* **EXERCISE REQUIREMENTS**: Read through the data, and wherever a line holds the word "UnitConfig", write that line out.

──────── PROVIDED DATA

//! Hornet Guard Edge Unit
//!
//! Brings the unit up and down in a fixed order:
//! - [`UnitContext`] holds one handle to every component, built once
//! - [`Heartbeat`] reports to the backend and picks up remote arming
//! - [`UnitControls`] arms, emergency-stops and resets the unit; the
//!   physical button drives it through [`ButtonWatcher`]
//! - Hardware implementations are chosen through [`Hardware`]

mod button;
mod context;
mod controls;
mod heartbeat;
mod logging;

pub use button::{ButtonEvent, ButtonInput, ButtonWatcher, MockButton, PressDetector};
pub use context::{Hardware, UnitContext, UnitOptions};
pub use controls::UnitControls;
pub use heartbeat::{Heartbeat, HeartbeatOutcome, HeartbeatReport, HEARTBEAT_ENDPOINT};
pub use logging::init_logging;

────────────────
──────── PROVIDED DATA

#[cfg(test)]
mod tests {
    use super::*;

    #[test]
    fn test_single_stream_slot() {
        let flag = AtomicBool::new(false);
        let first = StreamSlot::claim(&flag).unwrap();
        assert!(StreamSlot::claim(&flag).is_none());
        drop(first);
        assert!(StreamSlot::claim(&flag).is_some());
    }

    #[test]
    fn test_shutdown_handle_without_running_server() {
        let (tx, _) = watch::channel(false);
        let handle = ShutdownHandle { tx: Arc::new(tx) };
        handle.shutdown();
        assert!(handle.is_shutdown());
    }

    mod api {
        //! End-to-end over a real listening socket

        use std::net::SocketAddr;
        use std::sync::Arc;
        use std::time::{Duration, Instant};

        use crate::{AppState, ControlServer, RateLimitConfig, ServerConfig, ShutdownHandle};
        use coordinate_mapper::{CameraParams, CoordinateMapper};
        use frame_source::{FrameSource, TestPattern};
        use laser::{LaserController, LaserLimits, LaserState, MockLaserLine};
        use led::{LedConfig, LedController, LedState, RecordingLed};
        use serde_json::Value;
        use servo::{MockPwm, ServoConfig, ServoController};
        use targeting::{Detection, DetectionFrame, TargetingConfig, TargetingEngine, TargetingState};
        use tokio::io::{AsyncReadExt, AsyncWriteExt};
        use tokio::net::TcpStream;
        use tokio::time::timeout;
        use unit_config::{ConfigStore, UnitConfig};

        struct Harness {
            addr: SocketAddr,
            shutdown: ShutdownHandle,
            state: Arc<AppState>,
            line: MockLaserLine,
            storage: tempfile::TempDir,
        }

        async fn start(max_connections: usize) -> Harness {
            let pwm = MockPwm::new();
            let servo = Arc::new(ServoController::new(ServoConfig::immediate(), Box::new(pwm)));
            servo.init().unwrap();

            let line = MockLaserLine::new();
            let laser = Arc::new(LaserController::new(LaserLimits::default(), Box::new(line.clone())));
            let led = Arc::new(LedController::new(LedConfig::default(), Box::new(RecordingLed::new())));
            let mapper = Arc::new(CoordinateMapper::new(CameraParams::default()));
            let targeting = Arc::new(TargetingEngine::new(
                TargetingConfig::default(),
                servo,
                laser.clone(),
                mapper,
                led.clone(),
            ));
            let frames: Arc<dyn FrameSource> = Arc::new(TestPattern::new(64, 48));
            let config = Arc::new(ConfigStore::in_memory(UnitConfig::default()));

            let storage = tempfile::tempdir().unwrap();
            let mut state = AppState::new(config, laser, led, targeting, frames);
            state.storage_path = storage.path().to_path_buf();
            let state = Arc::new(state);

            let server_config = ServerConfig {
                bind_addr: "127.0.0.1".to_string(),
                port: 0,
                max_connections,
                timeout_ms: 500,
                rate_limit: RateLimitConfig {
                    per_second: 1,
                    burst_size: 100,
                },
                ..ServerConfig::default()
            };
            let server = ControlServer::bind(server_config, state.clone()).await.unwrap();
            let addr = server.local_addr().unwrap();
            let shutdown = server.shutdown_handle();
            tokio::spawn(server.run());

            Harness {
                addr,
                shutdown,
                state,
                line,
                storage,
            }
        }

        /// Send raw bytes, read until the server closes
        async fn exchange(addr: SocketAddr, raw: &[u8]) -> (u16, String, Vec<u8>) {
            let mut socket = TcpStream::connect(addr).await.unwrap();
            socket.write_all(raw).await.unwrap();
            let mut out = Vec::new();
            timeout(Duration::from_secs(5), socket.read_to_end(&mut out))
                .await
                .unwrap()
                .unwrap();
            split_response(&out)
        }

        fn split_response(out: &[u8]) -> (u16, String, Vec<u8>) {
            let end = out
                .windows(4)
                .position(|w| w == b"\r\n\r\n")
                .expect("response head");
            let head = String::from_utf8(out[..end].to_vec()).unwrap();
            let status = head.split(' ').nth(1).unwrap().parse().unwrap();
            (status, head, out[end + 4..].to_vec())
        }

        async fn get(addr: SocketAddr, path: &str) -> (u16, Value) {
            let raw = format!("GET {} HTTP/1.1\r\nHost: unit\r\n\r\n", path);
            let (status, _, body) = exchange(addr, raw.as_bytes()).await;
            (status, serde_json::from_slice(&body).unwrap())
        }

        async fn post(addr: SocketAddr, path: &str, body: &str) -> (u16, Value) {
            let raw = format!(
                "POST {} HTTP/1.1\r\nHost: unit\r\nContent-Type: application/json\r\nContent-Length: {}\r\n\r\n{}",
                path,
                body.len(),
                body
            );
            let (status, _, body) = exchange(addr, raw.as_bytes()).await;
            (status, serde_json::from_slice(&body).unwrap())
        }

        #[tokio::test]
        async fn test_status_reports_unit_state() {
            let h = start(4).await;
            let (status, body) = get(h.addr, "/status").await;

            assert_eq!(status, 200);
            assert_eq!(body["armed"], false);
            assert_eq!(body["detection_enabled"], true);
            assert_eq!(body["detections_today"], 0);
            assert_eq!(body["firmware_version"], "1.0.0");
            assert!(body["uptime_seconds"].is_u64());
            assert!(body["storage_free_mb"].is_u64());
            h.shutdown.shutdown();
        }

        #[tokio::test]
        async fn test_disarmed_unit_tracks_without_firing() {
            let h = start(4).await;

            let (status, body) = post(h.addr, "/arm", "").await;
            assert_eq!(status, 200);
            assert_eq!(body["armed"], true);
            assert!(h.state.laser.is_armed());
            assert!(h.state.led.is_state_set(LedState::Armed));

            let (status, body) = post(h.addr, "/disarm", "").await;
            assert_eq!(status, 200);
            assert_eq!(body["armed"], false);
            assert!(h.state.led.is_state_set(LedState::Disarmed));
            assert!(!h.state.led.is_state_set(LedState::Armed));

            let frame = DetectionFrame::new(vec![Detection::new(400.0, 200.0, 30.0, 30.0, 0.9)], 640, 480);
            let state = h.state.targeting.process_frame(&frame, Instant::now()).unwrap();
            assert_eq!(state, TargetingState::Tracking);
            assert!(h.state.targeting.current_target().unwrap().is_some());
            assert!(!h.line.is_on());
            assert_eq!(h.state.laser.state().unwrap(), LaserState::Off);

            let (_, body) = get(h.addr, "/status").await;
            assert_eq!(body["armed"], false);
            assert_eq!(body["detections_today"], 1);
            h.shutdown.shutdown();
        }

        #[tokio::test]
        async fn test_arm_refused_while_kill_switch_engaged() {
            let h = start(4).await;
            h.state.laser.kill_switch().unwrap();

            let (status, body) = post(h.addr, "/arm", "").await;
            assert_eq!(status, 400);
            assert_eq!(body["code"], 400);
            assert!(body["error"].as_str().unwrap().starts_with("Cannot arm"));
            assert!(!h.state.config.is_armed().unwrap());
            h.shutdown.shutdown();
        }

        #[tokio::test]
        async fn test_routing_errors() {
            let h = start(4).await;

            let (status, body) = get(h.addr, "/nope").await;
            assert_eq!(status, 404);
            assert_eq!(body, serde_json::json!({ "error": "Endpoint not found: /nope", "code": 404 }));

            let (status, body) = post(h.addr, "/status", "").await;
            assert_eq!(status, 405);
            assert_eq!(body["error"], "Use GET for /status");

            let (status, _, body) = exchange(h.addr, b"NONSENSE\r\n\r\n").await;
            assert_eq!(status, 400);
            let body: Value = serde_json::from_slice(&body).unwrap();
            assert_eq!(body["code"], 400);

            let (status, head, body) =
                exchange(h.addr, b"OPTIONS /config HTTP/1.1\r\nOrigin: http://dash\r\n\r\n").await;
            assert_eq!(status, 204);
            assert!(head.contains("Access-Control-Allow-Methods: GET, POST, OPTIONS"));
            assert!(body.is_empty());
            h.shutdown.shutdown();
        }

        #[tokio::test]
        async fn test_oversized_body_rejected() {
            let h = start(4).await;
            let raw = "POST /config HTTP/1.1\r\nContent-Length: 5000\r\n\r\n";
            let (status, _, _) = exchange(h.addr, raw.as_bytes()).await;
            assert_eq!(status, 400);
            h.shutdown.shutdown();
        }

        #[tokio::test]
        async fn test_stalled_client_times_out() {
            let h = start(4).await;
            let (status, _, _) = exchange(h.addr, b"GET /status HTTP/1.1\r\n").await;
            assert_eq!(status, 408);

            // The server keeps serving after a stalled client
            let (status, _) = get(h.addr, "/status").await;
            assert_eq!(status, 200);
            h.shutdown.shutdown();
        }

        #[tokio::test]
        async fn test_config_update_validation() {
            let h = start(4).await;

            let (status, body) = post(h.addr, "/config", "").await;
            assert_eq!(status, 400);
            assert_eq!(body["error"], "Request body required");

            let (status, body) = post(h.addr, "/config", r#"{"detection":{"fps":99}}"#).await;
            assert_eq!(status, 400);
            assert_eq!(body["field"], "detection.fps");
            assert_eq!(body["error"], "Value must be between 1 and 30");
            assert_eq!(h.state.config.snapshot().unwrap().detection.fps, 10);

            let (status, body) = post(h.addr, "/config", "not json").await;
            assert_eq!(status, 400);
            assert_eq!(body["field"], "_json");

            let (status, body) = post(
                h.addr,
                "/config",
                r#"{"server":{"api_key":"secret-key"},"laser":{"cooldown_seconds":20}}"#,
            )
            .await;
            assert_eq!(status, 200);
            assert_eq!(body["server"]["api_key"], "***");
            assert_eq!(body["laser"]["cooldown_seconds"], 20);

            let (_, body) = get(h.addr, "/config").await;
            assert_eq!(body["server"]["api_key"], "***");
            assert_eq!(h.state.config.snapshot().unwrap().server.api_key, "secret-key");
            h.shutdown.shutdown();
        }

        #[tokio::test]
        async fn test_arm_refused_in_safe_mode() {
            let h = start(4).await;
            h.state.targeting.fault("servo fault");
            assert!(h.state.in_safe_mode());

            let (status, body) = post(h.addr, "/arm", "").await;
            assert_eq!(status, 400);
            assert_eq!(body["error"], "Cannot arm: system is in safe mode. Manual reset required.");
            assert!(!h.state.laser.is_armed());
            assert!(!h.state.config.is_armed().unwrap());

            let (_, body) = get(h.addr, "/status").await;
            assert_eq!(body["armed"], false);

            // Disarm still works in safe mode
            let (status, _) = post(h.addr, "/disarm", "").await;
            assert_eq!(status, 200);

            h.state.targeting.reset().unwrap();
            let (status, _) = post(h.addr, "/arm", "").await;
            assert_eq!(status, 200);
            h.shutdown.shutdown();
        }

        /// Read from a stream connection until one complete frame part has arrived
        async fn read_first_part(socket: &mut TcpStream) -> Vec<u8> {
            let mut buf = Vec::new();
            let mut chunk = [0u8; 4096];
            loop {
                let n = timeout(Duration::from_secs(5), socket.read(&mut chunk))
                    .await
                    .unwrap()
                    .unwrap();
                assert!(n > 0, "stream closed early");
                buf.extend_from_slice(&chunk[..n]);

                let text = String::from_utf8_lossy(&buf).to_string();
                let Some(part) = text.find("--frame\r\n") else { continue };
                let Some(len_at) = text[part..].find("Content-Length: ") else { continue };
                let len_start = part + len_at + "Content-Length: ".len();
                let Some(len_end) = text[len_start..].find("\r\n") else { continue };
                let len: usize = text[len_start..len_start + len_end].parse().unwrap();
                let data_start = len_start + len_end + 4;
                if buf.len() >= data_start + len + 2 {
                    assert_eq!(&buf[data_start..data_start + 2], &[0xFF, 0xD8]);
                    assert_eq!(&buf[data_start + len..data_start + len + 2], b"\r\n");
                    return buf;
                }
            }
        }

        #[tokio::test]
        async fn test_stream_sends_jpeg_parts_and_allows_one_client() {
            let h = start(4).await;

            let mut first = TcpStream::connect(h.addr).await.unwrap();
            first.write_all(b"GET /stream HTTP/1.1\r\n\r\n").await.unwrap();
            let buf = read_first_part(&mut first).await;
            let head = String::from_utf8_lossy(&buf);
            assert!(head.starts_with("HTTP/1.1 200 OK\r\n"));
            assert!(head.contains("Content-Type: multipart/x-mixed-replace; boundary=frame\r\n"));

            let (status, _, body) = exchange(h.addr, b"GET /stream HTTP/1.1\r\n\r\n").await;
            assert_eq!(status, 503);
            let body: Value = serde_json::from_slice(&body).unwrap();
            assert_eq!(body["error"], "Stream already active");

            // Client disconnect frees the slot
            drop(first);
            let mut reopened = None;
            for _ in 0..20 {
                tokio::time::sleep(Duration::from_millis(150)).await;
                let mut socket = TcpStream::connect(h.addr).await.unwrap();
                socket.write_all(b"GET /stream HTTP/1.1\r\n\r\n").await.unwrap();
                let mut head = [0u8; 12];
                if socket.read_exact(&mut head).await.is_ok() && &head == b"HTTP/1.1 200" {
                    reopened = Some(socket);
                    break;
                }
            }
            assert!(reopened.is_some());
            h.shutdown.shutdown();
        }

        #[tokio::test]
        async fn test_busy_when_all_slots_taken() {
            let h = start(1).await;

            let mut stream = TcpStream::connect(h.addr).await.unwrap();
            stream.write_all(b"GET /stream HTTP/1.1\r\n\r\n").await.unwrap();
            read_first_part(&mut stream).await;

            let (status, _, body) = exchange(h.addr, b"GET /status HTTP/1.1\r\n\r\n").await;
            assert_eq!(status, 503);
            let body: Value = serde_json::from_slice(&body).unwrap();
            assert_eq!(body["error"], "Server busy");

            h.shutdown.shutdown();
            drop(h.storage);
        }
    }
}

────────────────

* **REPLY TO THE TASK**:
        use unit_config::{ConfigStore, UnitConfig};
            let config = Arc::new(ConfigStore::in_memory(UnitConfig::default()));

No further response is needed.